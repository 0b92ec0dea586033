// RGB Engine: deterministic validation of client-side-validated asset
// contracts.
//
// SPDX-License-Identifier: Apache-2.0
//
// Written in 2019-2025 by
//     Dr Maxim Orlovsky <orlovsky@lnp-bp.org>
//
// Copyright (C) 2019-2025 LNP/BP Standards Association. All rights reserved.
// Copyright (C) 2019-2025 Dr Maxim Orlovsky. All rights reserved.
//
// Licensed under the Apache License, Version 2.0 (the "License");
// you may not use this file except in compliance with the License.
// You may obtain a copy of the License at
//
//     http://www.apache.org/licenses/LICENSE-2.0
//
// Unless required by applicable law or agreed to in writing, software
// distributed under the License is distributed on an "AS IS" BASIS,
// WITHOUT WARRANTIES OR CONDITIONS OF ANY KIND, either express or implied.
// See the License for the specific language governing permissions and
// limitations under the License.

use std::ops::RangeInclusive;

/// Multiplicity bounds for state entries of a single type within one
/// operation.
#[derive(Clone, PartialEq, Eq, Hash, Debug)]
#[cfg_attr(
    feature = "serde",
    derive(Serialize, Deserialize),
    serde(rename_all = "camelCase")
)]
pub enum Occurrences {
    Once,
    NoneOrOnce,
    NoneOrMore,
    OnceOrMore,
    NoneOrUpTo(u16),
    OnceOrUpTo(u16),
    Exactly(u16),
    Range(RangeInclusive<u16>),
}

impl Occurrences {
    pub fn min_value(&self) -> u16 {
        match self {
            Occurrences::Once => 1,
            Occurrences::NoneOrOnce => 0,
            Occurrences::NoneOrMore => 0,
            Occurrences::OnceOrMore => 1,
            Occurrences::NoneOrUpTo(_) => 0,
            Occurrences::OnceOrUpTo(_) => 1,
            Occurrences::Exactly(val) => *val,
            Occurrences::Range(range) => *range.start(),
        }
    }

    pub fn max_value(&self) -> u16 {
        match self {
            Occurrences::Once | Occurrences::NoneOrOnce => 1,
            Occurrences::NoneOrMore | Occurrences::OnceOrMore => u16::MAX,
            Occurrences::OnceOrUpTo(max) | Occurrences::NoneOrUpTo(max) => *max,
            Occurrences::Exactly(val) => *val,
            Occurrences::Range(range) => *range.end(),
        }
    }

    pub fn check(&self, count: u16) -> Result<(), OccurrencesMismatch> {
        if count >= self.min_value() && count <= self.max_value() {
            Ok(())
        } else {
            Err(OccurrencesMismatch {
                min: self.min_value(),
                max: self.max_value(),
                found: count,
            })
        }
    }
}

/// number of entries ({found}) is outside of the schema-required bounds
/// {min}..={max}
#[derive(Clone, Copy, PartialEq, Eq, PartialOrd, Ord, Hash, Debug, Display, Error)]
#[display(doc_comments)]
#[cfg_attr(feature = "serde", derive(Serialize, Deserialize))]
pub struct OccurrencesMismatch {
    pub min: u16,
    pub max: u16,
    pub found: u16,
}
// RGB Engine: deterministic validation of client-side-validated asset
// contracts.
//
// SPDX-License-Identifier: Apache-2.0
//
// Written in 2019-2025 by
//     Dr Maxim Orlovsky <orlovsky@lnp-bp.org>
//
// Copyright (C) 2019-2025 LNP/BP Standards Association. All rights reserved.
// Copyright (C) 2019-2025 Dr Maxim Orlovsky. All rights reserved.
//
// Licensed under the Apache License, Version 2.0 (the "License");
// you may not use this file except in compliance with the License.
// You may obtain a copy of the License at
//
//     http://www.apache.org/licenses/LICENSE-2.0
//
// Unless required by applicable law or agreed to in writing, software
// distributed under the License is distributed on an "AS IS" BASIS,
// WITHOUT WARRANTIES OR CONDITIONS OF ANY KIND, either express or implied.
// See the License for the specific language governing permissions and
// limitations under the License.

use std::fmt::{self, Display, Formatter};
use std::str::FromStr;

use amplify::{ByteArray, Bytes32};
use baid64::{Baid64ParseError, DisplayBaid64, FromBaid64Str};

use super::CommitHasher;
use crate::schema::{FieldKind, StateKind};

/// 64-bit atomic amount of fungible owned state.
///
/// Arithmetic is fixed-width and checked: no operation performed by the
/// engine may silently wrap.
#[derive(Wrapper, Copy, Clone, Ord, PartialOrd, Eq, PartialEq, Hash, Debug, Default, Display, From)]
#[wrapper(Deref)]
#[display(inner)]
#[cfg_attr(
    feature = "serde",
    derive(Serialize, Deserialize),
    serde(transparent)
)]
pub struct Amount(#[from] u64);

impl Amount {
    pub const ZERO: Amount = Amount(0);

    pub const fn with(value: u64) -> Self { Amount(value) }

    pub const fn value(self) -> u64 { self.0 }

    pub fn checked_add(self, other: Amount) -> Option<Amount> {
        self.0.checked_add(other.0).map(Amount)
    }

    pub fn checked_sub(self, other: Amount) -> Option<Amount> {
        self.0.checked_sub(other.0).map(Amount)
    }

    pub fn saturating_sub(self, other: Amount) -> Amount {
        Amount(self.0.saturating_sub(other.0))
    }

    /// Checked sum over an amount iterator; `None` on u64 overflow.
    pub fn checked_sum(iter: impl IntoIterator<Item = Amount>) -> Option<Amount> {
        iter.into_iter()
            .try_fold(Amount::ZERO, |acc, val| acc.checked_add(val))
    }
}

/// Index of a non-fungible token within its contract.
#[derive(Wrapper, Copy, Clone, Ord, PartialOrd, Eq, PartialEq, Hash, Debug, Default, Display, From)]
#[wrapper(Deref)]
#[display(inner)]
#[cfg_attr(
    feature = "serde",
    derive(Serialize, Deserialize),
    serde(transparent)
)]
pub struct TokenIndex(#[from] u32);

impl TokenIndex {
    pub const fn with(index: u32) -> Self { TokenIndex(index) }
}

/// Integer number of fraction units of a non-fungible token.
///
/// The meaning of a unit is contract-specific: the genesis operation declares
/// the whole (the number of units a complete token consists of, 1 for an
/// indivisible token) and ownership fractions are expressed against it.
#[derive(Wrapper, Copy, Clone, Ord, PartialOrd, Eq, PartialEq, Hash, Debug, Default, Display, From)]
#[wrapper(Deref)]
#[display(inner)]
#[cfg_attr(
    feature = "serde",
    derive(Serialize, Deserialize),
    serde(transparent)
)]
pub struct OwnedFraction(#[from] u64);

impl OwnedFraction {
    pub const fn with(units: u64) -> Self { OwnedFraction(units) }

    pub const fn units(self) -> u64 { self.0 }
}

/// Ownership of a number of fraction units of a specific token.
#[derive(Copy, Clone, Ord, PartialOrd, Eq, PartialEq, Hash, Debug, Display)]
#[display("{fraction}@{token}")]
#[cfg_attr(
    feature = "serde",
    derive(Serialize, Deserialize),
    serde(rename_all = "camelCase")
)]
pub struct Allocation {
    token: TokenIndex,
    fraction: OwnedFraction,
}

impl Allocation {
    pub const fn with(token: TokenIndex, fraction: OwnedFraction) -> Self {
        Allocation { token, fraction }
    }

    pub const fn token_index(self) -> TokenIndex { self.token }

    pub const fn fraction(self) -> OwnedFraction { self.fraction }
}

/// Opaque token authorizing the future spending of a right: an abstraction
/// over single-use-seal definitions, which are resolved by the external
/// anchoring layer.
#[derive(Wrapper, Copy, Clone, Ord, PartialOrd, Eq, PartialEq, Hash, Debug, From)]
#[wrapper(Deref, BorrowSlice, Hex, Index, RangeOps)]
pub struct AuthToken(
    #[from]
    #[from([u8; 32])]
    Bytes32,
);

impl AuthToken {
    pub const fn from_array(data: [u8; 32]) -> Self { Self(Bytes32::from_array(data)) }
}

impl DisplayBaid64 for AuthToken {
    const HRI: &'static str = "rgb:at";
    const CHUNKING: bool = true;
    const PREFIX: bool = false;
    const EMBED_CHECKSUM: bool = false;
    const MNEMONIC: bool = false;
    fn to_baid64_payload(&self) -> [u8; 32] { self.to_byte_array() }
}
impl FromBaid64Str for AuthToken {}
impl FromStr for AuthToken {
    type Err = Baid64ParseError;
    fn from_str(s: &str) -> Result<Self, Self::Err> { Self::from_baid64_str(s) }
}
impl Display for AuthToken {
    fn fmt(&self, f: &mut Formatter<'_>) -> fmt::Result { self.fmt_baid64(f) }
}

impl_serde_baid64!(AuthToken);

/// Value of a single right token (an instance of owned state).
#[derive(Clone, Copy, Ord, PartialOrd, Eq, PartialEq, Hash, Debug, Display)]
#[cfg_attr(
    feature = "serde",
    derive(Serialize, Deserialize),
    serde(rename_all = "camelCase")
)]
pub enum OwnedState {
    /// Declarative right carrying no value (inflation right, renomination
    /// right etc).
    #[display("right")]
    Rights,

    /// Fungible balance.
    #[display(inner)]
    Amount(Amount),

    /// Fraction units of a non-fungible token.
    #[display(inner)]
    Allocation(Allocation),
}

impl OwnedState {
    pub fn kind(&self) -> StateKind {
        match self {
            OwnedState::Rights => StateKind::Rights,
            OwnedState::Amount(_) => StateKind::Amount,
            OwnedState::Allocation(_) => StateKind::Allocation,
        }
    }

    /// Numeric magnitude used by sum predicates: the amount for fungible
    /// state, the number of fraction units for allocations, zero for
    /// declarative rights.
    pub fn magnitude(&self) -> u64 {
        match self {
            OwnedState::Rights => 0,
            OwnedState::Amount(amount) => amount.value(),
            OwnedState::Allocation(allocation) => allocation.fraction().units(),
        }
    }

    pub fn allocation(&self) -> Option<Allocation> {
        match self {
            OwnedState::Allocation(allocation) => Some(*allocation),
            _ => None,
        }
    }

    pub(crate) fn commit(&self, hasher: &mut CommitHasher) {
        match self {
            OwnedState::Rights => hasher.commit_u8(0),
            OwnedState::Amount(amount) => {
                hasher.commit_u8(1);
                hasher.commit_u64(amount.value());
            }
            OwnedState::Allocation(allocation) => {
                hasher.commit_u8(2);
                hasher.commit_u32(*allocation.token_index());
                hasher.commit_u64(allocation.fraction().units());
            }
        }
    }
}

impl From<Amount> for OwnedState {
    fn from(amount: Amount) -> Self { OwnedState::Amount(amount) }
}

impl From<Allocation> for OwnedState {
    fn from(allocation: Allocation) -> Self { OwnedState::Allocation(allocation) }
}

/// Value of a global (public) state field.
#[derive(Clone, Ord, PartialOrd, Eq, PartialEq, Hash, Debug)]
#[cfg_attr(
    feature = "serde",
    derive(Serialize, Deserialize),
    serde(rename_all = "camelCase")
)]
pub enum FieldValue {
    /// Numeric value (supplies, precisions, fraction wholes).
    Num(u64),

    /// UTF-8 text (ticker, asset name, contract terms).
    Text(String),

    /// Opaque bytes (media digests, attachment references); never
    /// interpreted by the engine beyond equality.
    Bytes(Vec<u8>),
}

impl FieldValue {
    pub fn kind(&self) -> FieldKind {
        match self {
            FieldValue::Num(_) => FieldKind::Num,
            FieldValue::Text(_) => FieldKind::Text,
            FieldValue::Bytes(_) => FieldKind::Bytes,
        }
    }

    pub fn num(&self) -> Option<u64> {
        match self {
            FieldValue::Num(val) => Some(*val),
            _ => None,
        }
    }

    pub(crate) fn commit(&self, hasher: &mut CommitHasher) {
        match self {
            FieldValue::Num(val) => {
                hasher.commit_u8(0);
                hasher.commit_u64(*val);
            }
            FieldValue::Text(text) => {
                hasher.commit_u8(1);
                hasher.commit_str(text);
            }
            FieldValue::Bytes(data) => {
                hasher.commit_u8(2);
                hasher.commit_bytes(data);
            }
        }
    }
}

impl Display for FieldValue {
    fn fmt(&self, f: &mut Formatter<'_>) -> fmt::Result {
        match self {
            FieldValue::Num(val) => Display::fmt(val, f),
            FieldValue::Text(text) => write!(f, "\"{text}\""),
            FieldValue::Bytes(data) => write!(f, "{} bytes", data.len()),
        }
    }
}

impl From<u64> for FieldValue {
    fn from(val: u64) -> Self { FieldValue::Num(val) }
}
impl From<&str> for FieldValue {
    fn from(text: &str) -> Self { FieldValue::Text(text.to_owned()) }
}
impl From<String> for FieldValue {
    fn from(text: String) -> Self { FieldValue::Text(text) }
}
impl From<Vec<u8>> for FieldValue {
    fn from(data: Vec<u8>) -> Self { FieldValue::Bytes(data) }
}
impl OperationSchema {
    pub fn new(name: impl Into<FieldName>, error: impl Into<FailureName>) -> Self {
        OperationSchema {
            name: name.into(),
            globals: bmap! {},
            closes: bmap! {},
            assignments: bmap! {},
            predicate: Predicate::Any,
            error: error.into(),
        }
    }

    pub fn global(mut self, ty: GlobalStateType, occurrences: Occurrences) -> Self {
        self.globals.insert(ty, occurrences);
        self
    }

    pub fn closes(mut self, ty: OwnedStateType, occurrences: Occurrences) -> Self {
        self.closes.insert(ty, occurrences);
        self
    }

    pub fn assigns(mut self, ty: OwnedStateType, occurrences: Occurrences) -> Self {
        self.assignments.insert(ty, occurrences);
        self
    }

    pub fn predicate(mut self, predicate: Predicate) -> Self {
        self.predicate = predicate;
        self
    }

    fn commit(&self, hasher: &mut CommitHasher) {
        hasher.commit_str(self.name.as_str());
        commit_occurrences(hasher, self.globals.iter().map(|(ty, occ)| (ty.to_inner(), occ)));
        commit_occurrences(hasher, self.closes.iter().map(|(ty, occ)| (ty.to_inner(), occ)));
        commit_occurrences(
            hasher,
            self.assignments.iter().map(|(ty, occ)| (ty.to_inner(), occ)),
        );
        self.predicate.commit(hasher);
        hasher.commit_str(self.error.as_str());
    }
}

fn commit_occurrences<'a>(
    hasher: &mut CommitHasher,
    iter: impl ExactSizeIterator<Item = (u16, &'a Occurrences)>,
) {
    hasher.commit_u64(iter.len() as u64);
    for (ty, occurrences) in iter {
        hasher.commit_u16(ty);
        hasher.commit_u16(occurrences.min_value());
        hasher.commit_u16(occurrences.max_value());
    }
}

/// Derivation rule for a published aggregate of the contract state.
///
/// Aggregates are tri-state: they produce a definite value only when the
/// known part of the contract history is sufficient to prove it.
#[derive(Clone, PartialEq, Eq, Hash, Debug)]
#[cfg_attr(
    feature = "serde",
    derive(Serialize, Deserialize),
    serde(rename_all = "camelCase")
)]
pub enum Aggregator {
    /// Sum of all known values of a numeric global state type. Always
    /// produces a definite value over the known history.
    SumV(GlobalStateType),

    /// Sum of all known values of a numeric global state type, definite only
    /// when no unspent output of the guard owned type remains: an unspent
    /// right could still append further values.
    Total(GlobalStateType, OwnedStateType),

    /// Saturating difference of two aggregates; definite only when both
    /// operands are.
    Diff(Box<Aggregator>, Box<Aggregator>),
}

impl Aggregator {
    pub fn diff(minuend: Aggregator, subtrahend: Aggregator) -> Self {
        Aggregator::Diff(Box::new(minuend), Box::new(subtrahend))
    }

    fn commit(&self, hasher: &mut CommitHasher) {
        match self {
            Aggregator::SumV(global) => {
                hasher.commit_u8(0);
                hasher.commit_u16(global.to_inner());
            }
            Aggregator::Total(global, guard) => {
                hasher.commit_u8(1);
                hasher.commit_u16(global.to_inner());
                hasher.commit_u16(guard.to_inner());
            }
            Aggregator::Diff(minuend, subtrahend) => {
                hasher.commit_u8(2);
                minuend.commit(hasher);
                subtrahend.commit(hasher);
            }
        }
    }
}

++++++++++++++++++++

Exercise instructions ▸ What lines in the listing above hold the string "subtrahend"? List them.

Result of this exercise ▸
    pub fn diff(minuend: Aggregator, subtrahend: Aggregator) -> Self {
        Aggregator::Diff(Box::new(minuend), Box::new(subtrahend))
            Aggregator::Diff(minuend, subtrahend) => {
                subtrahend.commit(hasher);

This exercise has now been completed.